Still, the main attraction is the 100-year-old baseball stadium that features a classic entrance, brick exterior and interior, and old advertisements that were left behind from the film A League of Their Own. The large foul territory is a pitcher’s friend and the two dugouts are positioned a little bit closer to one another near the backstop.


There is a kids zone outside the first base side of the grandstand that features inflatables, pitching, and hitting zones. The Bud Light Lime Patio is an addition behind the right field wall for groups of 10 or more.


Neighborhood 3

The stadium is located two miles from downtown in a residential and commercial district and there are three great pizza places to stop by after the game. Deerhead Pizza is set in an 1860s building that features live jazz, Turoni’s Pizzery & Brewing is a local favorite set in a rustic building and offering thin-crust pizza and craft-made beer, and Azzip Pizza offers the Westsider that features barbecue sauce, pulled pork, red onions, Grippos potato chip seasonings, and Ski cola reduction.

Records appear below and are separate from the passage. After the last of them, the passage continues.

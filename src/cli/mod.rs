//! cli
//!
//! Command-line interface layer for gitweave.
//!
//! # Responsibilities
//!
//! - Parse command-line arguments and global flags
//! - Install the log subscriber
//! - Delegate to command handlers, which print JSON on stdout
//!
//! # Architecture
//!
//! The CLI layer is thin. It parses arguments via clap and calls the
//! [`crate::engine`] or the pure [`crate::diff`] functions. It exposes only
//! read-side operations.

pub mod args;
pub mod commands;

pub use args::Cli;

use anyhow::{Context as _, Result};
use tracing_subscriber::EnvFilter;

use crate::core::config::Config;
use crate::engine::Engine;

/// Run the CLI application.
///
/// This is the main entry point called from `main.rs`.
pub fn run() -> Result<()> {
    let cli = Cli::parse_args();
    init_tracing(cli.debug);

    let config = Config::load(cli.config.as_deref()).context("failed to load configuration")?;
    let engine = Engine::new(config);

    commands::dispatch(cli.command, &cli.repo, &engine)
}

/// Log to stderr. `RUST_LOG` wins over `--debug`.
fn init_tracing(debug: bool) {
    let default_level = if debug { "debug" } else { "warn" };
    let filter =
        EnvFilter::try_from_default_env().unwrap_or_else(|_| EnvFilter::new(default_level));
    let _ = tracing_subscriber::fmt()
        .with_env_filter(filter)
        .with_target(true)
        .with_writer(std::io::stderr)
        .try_init();
}
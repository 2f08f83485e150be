fn main() {
    if let Err(err) = gitweave::cli::run() {
        eprintln!("error: {err:#}");
        std::process::exit(1);
    }
}
//! diff
//!
//! Unified-diff analysis: hunk header extraction and line-range cuts.
//!
//! Pure text processing. Input arrives as a pull iterator of lines
//! (`Iterator<Item = Result<String, E>>`), so a diff streamed from a git
//! subprocess is consumed one line at a time and never buffered whole.
//!
//! # Modules
//!
//! - [`hunk`] - `@@` headers, hunks and line classification
//! - [`headers`] - [`get_hunk_headers`]: per-file hunk header lists
//! - [`cut`] - [`diff_cut`]: a re-headered line range with context
//! - [`circbuf`] - fixed-capacity ring for pre-context

pub mod circbuf;
pub mod cut;
pub mod headers;
pub mod hunk;

pub use circbuf::StrCircBuf;
pub use cut::{blob_as_diff, diff_cut, limit_line_len, DiffCut, DiffCutParams};
pub use headers::{
    get_hunk_headers, get_hunk_headers_from_reader, DiffFileHeader, DiffFileHunkHeaders,
};
pub use hunk::{Hunk, HunkHeader, LineKind};

use thiserror::Error;

use crate::core::errors::ErrorKind;
use crate::git::CommandError;

/// Errors from diff analysis.
#[derive(Debug, Error)]
pub enum DiffError {
    /// A hunk header appeared before any `diff --git` line.
    #[error("hunk header at line {line} precedes any file header")]
    MissingFileHeader { line: usize },

    /// No hunk covers the requested range.
    #[error("hunk not found")]
    HunkNotFound,

    /// Cut parameters cannot select anything.
    #[error("invalid diff cut parameters: {0}")]
    InvalidParams(String),

    #[error("failed to read diff: {0}")]
    Read(#[from] std::io::Error),

    #[error("failed to produce diff: {0}")]
    Command(#[from] CommandError),
}

impl DiffError {
    pub fn kind(&self) -> ErrorKind {
        match self {
            DiffError::MissingFileHeader { .. } | DiffError::InvalidParams(_) => {
                ErrorKind::InvalidArgument
            }
            DiffError::HunkNotFound => ErrorKind::NotFound,
            DiffError::Command(CommandError::Interrupted { .. }) => ErrorKind::Aborted,
            DiffError::Read(_) | DiffError::Command(_) => ErrorKind::Internal,
        }
    }
}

Another regional item is the fried brain sandwich that is on the menu at the Hilltop Inn. The historic restaurant has been in business since 1839 and a fried brain sandwich on a hamburger bun with pickles and onions for $9.50. The mushy sandwich is for the faint hearted, you will probably either like it or despise it.


If you make your way downtown check out Bru Burger that is located inside the old Greyhound Bus Terminal, in fact, the restored signage outside the building still exists. Brew Brothers Tap House is located inside the Tropicana Casino and offers select $3 drafts along with a great brisket sandwich with homemade barbecue sauce, and The Rooftop offers food and drink with rooftop seating during the warm months.

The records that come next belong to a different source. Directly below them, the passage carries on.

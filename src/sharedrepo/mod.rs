//! sharedrepo
//!
//! Scratch repositories for transactional writes.
//!
//! # Architecture
//!
//! A [`SharedRepo`] is a private repository under the scratch directory that
//! borrows the origin's object store through alternates. Mutations happen
//! there with plumbing only, and the result reaches the origin through one
//! leased push:
//!
//! ```text
//! Created -> Clone(branch) | Init -> index/tree/commit plumbing -> push -> dropped
//! ```
//!
//! # Invariants
//!
//! - The origin changes only through [`SharedRepo::push`], and every push
//!   carries a lease on the destination's expected value
//! - Configuration changes stay in the scratch repository's local config
//! - The scratch directory is removed when the value is dropped, on every
//!   exit path
//!
//! # Example
//!
//! ```ignore
//! let scratch = SharedRepo::new(&config, &origin)?;
//! scratch.clone_branch(&ctx, &branch)?;
//! let blob = scratch.write_object(&ctx, b"hello\n")?;
//! scratch.add_to_index(&ctx, FileMode::Regular, &blob, "hello.txt")?;
//! let tree = scratch.write_tree(&ctx)?;
//! let commit = scratch.commit_tree(&ctx, &tree, Some(&parent), "add hello", &author, &committer)?;
//! scratch.push(&ctx, commit.as_str(), &RefName::for_branch(&branch), Some(&parent))?;
//! ```

pub mod files;
pub mod merge;

pub use files::{apply_actions, FileAction, FileActionKind};
pub use merge::{MergeOutcome, MergeRequest};

use std::path::{Path, PathBuf};

use tempfile::TempDir;
use tracing::{debug, info};

use crate::core::config::Config;
use crate::core::context::RequestContext;
use crate::core::errors::{Error, Result};
use crate::core::identity::Signature;
use crate::core::types::{BranchName, Oid, RefName, TagName};
use crate::git::{CommandError, CommandOutput, Git, GitCommand};

/// Index modes a file commit can write.
#[derive(Debug, Clone, Copy, PartialEq, Eq)]
pub enum FileMode {
    Regular,
    Executable,
}

impl FileMode {
    pub fn as_str(self) -> &'static str {
        match self {
            FileMode::Regular => "100644",
            FileMode::Executable => "100755",
        }
    }
}

/// Stderr fragments git prints when a leased push is refused.
const PUSH_REJECTED_MARKERS: [&str; 3] = ["[rejected]", "stale info", "[remote rejected]"];

/// A private scratch repository linked to an origin repository.
#[derive(Debug)]
pub struct SharedRepo {
    dir: TempDir,
    origin: PathBuf,
    origin_objects: PathBuf,
    git_binary: String,
}

impl SharedRepo {
    // =========================================================================
    // Lifecycle
    // =========================================================================

    /// Allocate an empty scratch directory for `origin`.
    pub fn new(config: &Config, origin: &Git) -> Result<Self> {
        let root = config.scratch_dir();
        std::fs::create_dir_all(&root)?;
        let dir = tempfile::Builder::new()
            .prefix("gitweave-")
            .tempdir_in(&root)?;
        debug!(scratch = %dir.path().display(), origin = %origin.git_dir().display(), "allocated scratch repository");
        Ok(Self {
            dir,
            origin: origin.git_dir().to_path_buf(),
            origin_objects: origin.objects_dir(),
            git_binary: config.git_binary().to_string(),
        })
    }

    /// Working directory of the scratch repository.
    pub fn path(&self) -> &Path {
        self.dir.path()
    }

    /// Path of the origin repository pushes go to.
    pub fn origin(&self) -> &Path {
        &self.origin
    }

    fn git_dir(&self) -> PathBuf {
        self.dir.path().join(".git")
    }

    /// Clone `branch` from the origin without copying objects or checking out
    /// files, and load its tree into the index.
    ///
    /// # Errors
    ///
    /// - [`Error::NotFound`] if the origin has no such branch
    pub fn clone_branch(&self, ctx: &RequestContext, branch: &BranchName) -> Result<()> {
        let result = self
            .command("clone")
            .args(["--shared", "--no-checkout", "--quiet", "-b"])
            .arg(branch.as_str())
            .arg(&self.origin)
            .arg(self.dir.path())
            .run(ctx);
        match result {
            Ok(_) => {}
            Err(e) if e.stderr_contains("Remote branch") && e.stderr_contains("not found") => {
                return Err(Error::not_found("branch", branch.as_str()));
            }
            Err(e) => return Err(Error::plumbing("clone", e)),
        }
        self.run(ctx, "read-tree", self.git("read-tree").arg("HEAD"))?;
        info!(branch = %branch, scratch = %self.path().display(), "cloned into scratch repository");
        Ok(())
    }

    /// Initialize an empty repository that reads the origin's objects.
    pub fn init(&self, ctx: &RequestContext) -> Result<()> {
        self.run(
            ctx,
            "init",
            self.command("init").arg("--quiet").arg(self.dir.path()),
        )?;
        self.link_objects(&[self.origin_objects.as_path()])?;
        debug!(scratch = %self.path().display(), "initialized scratch repository");
        Ok(())
    }

    /// Write the alternates file so `object_dirs` are readable in place.
    pub(crate) fn link_objects(&self, object_dirs: &[&Path]) -> Result<()> {
        let info = self.git_dir().join("objects").join("info");
        std::fs::create_dir_all(&info)?;
        let mut alternates = String::new();
        for dir in object_dirs {
            alternates.push_str(&dir.to_string_lossy());
            alternates.push('\n');
        }
        std::fs::write(info.join("alternates"), alternates)?;
        Ok(())
    }

    // =========================================================================
    // Plumbing
    // =========================================================================

    fn command(&self, subcommand: &str) -> GitCommand {
        GitCommand::new(subcommand).binary(&self.git_binary)
    }

    /// A command run inside the scratch repository.
    pub(crate) fn git(&self, subcommand: &str) -> GitCommand {
        self.command(subcommand).dir(self.dir.path())
    }

    pub(crate) fn run(
        &self,
        ctx: &RequestContext,
        op: &str,
        cmd: GitCommand,
    ) -> Result<CommandOutput> {
        cmd.run(ctx).map_err(|e| Error::plumbing(op, e))
    }

    /// Set a key in the scratch repository's local config.
    pub fn set_config(&self, ctx: &RequestContext, key: &str, value: &str) -> Result<()> {
        self.run(
            ctx,
            "config",
            self.git("config").arg("--local").arg(key).arg(value),
        )?;
        Ok(())
    }

    /// Index paths matching `paths` (all paths when empty).
    pub fn ls_files(&self, ctx: &RequestContext, paths: &[&str]) -> Result<Vec<String>> {
        let out = self.run(
            ctx,
            "ls-files",
            self.git("ls-files").arg("-z").arg("--").args(paths),
        )?;
        Ok(out.stdout_nul_separated())
    }

    /// Drop `paths` from the index.
    pub fn remove_from_index(&self, ctx: &RequestContext, paths: &[&str]) -> Result<()> {
        if paths.is_empty() {
            return Ok(());
        }
        let mut input = Vec::new();
        for path in paths {
            input.extend_from_slice(format!("0 {}\t{path}\0", Oid::zero()).as_bytes());
        }
        self.run(
            ctx,
            "update-index --remove",
            self.git("update-index")
                .args(["--remove", "-z", "--index-info"])
                .stdin(input),
        )?;
        Ok(())
    }

    /// Store `content` as a blob.
    pub fn write_object(&self, ctx: &RequestContext, content: &[u8]) -> Result<Oid> {
        let out = self.run(
            ctx,
            "hash-object",
            self.git("hash-object")
                .args(["-w", "--stdin"])
                .stdin(content.to_vec()),
        )?;
        Ok(Oid::new(out.stdout_trimmed())?)
    }

    /// Add or replace the index entry at `path`.
    ///
    /// # Errors
    ///
    /// - [`Error::InvalidArgument`] if git rejects the path
    pub fn add_to_index(
        &self,
        ctx: &RequestContext,
        mode: FileMode,
        oid: &Oid,
        path: &str,
    ) -> Result<()> {
        let result = self
            .git("update-index")
            .args(["--add", "--replace", "--cacheinfo"])
            .arg(format!("{},{},{}", mode.as_str(), oid, path))
            .run(ctx);
        match result {
            Ok(_) => Ok(()),
            Err(e) if e.stderr_contains("Invalid path") => {
                Err(Error::invalid(format!("invalid path '{path}'")))
            }
            Err(e) => Err(Error::plumbing("update-index --add", e)),
        }
    }

    /// Write the index as a tree.
    pub fn write_tree(&self, ctx: &RequestContext) -> Result<Oid> {
        let out = self.run(ctx, "write-tree", self.git("write-tree"))?;
        Ok(Oid::new(out.stdout_trimmed())?)
    }

    /// Create a commit for `tree` with an explicit author and committer.
    pub fn commit_tree(
        &self,
        ctx: &RequestContext,
        tree: &Oid,
        parent: Option<&Oid>,
        message: &str,
        author: &Signature,
        committer: &Signature,
    ) -> Result<Oid> {
        let mut cmd = self.git("commit-tree").arg(tree.as_str());
        if let Some(parent) = parent {
            cmd = cmd.arg("-p").arg(parent.as_str());
        }
        let cmd = cmd
            .arg("--no-gpg-sign")
            .envs(author.author_env())
            .envs(committer.committer_env())
            .stdin(format!("{message}\n"));
        let out = self.run(ctx, "commit-tree", cmd)?;
        let commit = Oid::new(out.stdout_trimmed())?;
        debug!(commit = %commit.short(8), tree = %tree.short(8), "created commit");
        Ok(commit)
    }

    /// Create an annotated tag object in the scratch repository.
    pub fn create_annotated_tag(
        &self,
        ctx: &RequestContext,
        name: &TagName,
        target: &Oid,
        message: &str,
        tagger: &Signature,
    ) -> Result<Oid> {
        self.run(
            ctx,
            "tag",
            self.git("tag")
                .arg("-a")
                .arg(name.as_str())
                .arg(target.as_str())
                .arg("-m")
                .arg(message)
                .envs(tagger.committer_env()),
        )?;
        self.rev_parse(ctx, RefName::for_tag(name).as_str())
    }

    /// Resolve `rev` in the scratch repository.
    pub fn rev_parse(&self, ctx: &RequestContext, rev: &str) -> Result<Oid> {
        let out = self.run(
            ctx,
            "rev-parse",
            self.git("rev-parse").arg("--verify").arg(rev),
        )?;
        Ok(Oid::new(out.stdout_trimmed())?)
    }

    // =========================================================================
    // Publishing
    // =========================================================================

    /// Push `src` to `dst` on the origin, only if `dst` still holds
    /// `expected` (`None`: `dst` must not exist).
    ///
    /// # Errors
    ///
    /// - [`Error::PushRejected`] if the lease does not hold
    pub fn push(
        &self,
        ctx: &RequestContext,
        src: &str,
        dst: &RefName,
        expected: Option<&Oid>,
    ) -> Result<()> {
        self.push_refspec(ctx, &format!("{src}:{dst}"), dst, expected)
    }

    /// Delete `dst` on the origin if it still holds `expected`.
    pub fn push_delete(&self, ctx: &RequestContext, dst: &RefName, expected: &Oid) -> Result<()> {
        self.push_refspec(ctx, &format!(":{dst}"), dst, Some(expected))
    }

    fn push_refspec(
        &self,
        ctx: &RequestContext,
        refspec: &str,
        dst: &RefName,
        expected: Option<&Oid>,
    ) -> Result<()> {
        let lease = format!(
            "--force-with-lease={dst}:{}",
            expected.map(Oid::as_str).unwrap_or_default()
        );
        debug!(refspec, lease = %lease, "pushing to origin");
        let result = self
            .git("push")
            .arg("--quiet")
            .arg(&self.origin)
            .arg(refspec)
            .arg(lease)
            .run(ctx);
        match result {
            Ok(_) => {
                info!(refname = %dst, "published");
                Ok(())
            }
            Err(e) if is_push_rejection(&e) => Err(Error::PushRejected {
                refname: dst.to_string(),
                message: e.stderr().unwrap_or_default().to_string(),
            }),
            Err(e) => Err(Error::plumbing(format!("push {dst}"), e)),
        }
    }
}

fn is_push_rejection(err: &CommandError) -> bool {
    PUSH_REJECTED_MARKERS.iter().any(|m| err.stderr_contains(m))
}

Evansville is home to a few more breweries that include Carson’s Brewery, Maidens Brewery & Pub, Myriad Brewing Company, and Haynie's Corner Brewing Company.


Evansville also features the Dream Car Museum, Mesker Park Zoo, Evansville Children's Museum, Evansville Museum of Arts, History and Science to keep you busy during your stay in the River City. Also, the Tropicana Evansville Casino is located along the river walk and offers free parking for all patrons.


Fans 3

We visited the game during camp game but the young fans provided a nice soundtrack to the game that was taking place on the diamond. Average attendance for Otters games are around 2,000 each season and many in the grandstand are there for baseball or just a night out with friends and family. If you are lucky, you might be able to talk to someone who has a plethora of stories from the ballpark's 10 decades of use.


Access 3

The historic ballpark is located just west of Route 41 and just north of downtown Evansville. It is at the southeast corner of Garvin Park. Bathrooms, concessions, and seat locations are clearly marked inside the ballpark. Parking is free of charge for all cars in a parking lot adjacent to the stadium.


Return on Investment 5

The cost of a single ticket in advance is $5 for a general admission ticket, the price increases to $6 at noon the day of the game. The GA tickets are the upper sections of seating underneath the grandstand. The field box seats are $10 and include in-seat wait service. VIP tickets are $12 and also include in-seat wait service. There is no charge for parking and concession items are reasonably priced.


Extras 4

Bosse Field earns a point for being the third oldest ballpark in professional baseball and appears to be in rather sound condition. The second point is for the vintage ads that were incorporated for the motion picture A League of Their Own; they add a nice touch to the historic venue. The grandstand earns a third point for its multiple vantage points that are ideal for photographs for games. The final point is for the Otterbelles who are a group of young ladies who sometimes dress in baseball dresses from the movie; they perform in-between innings, handle promotions, and come around to fans with garbage bags for trash pickup.


Final Thoughts

Bosse Field is an example of baseball from another time and its aura can be felt the moment you walk through the main entrance. To many, it’s a tourist attraction and a baseball destination for ballpark travelers. However, it remains “a foe to time” and “a monument to the city” and one of the last of its kind in professional baseball.